Authors
Dara R Adams, Katherine Tashman, Eric H Holbrook, Stacey T Gray, Ralph Metson, George Scangas
Published in
The Laryngoscope. Oct 04, 2025. Epub Oct 04, 2025.
Abstract
Both endoscopic sinus surgery (ESS) and medical management have shown effectiveness for treatment of chronic rhinosinusitis (CRS); however, the majority of such analyses have relied on short-term surgical outcomes. We aimed to evaluate the long-term (5-year) cost-effectiveness of ESS versus medical management for patients with CRS.
A cohort-style Markov decision-tree economic model with a 33-year time horizon was developed. A cohort of 96 CRS patients who underwent ESS were compared with a 2 to 1 matched cohort of 48 CRS patients who were treated with medical management at the same academic medical center. Long-term utility scores were calculated from the EuroQol 5-Dimension (EQ-5D) survey at 5-year follow up for the surgical cohort and 1-2 year follow up for the medical management cohort. Decision-tree analysis and a 10-state Markov model utilized published event probabilities and primary data to calculate long-term costs and utility. The primary outcome measure was the incremental cost-effectiveness ratio (ICER), which represents incremental cost per quality-adjusted life year (QALY).

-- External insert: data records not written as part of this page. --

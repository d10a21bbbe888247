//! Authors repository

use sqlx::{Pool, Postgres};

use super::{referential, Page};
use crate::{
    error::{AppError, AppResult},
    models::author::{Author, AuthorInput},
};

const AUTHOR_COLUMNS: &str = "id, first_name, surname, date_of_birth, date_of_death";

#[derive(Clone)]
pub struct AuthorsRepository {
    pool: Pool<Postgres>,
}

impl AuthorsRepository {
    pub fn new(pool: Pool<Postgres>) -> Self {
        Self { pool }
    }

    /// List authors ordered by surname then first name
    pub async fn list(&self, page: Page) -> AppResult<(Vec<Author>, i64)> {
        let total: i64 = sqlx::query_scalar("SELECT COUNT(*) FROM authors")
            .fetch_one(&self.pool)
            .await?;

        let sql = format!(
            "SELECT {} FROM authors ORDER BY surname, first_name, id LIMIT $1 OFFSET $2",
            AUTHOR_COLUMNS
        );
        let rows = sqlx::query_as::<_, Author>(&sql)
            .bind(page.limit)
            .bind(page.offset)
            .fetch_all(&self.pool)
            .await?;

        Ok((rows, total))
    }

    /// Get author by ID
    pub async fn get_by_id(&self, id: i32) -> AppResult<Author> {
        let sql = format!("SELECT {} FROM authors WHERE id = $1", AUTHOR_COLUMNS);
        sqlx::query_as::<_, Author>(&sql)
            .bind(id)
            .fetch_optional(&self.pool)
            .await?
            .ok_or_else(|| AppError::NotFound(format!("Author {} not found", id)))
    }

    pub async fn create(&self, data: &AuthorInput) -> AppResult<Author> {
        let sql = format!(
            r#"
            INSERT INTO authors (first_name, surname, date_of_birth, date_of_death)
            VALUES ($1, $2, $3, $4)
            RETURNING {}
            "#,
            AUTHOR_COLUMNS
        );
        let row = sqlx::query_as::<_, Author>(&sql)
            .bind(&data.first_name)
            .bind(&data.surname)
            .bind(data.date_of_birth)
            .bind(data.date_of_death)
            .fetch_one(&self.pool)
            .await?;
        Ok(row)
    }

    pub async fn update(&self, id: i32, data: &AuthorInput) -> AppResult<Author> {
        let sql = format!(
            r#"
            UPDATE authors
            SET first_name = $1, surname = $2, date_of_birth = $3, date_of_death = $4
            WHERE id = $5
            RETURNING {}
            "#,
            AUTHOR_COLUMNS
        );
        sqlx::query_as::<_, Author>(&sql)
            .bind(&data.first_name)
            .bind(&data.surname)
            .bind(data.date_of_birth)
            .bind(data.date_of_death)
            .bind(id)
            .fetch_optional(&self.pool)
            .await?
            .ok_or_else(|| AppError::NotFound(format!("Author {} not found", id)))
    }

    /// Delete an author; their books are kept with no author
    pub async fn delete(&self, id: i32) -> AppResult<()> {
        let mut tx = self.pool.begin().await?;
        referential::delete_with_rules(&mut tx, "authors", id).await?;
        tx.commit().await?;
        Ok(())
    }
}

The ESS strategy cost more ($63,296.10) but yielded increased QALYs (22.61). In comparison, the medical management strategy cost $26,990.27 but yielded only 13.48 QALYs. The ICER for ESS versus medical therapy alone was $4367.68 per QALY.
This study shows ESS to be a cost-effective intervention compared to medical therapy alone for the management of patients with CRS based on analysis evaluating long-term (5-year) surgical outcomes.
N/A.
PMID:
41045102
Bibliographic data and abstract were imported from PubMed on 04 Oct 2025.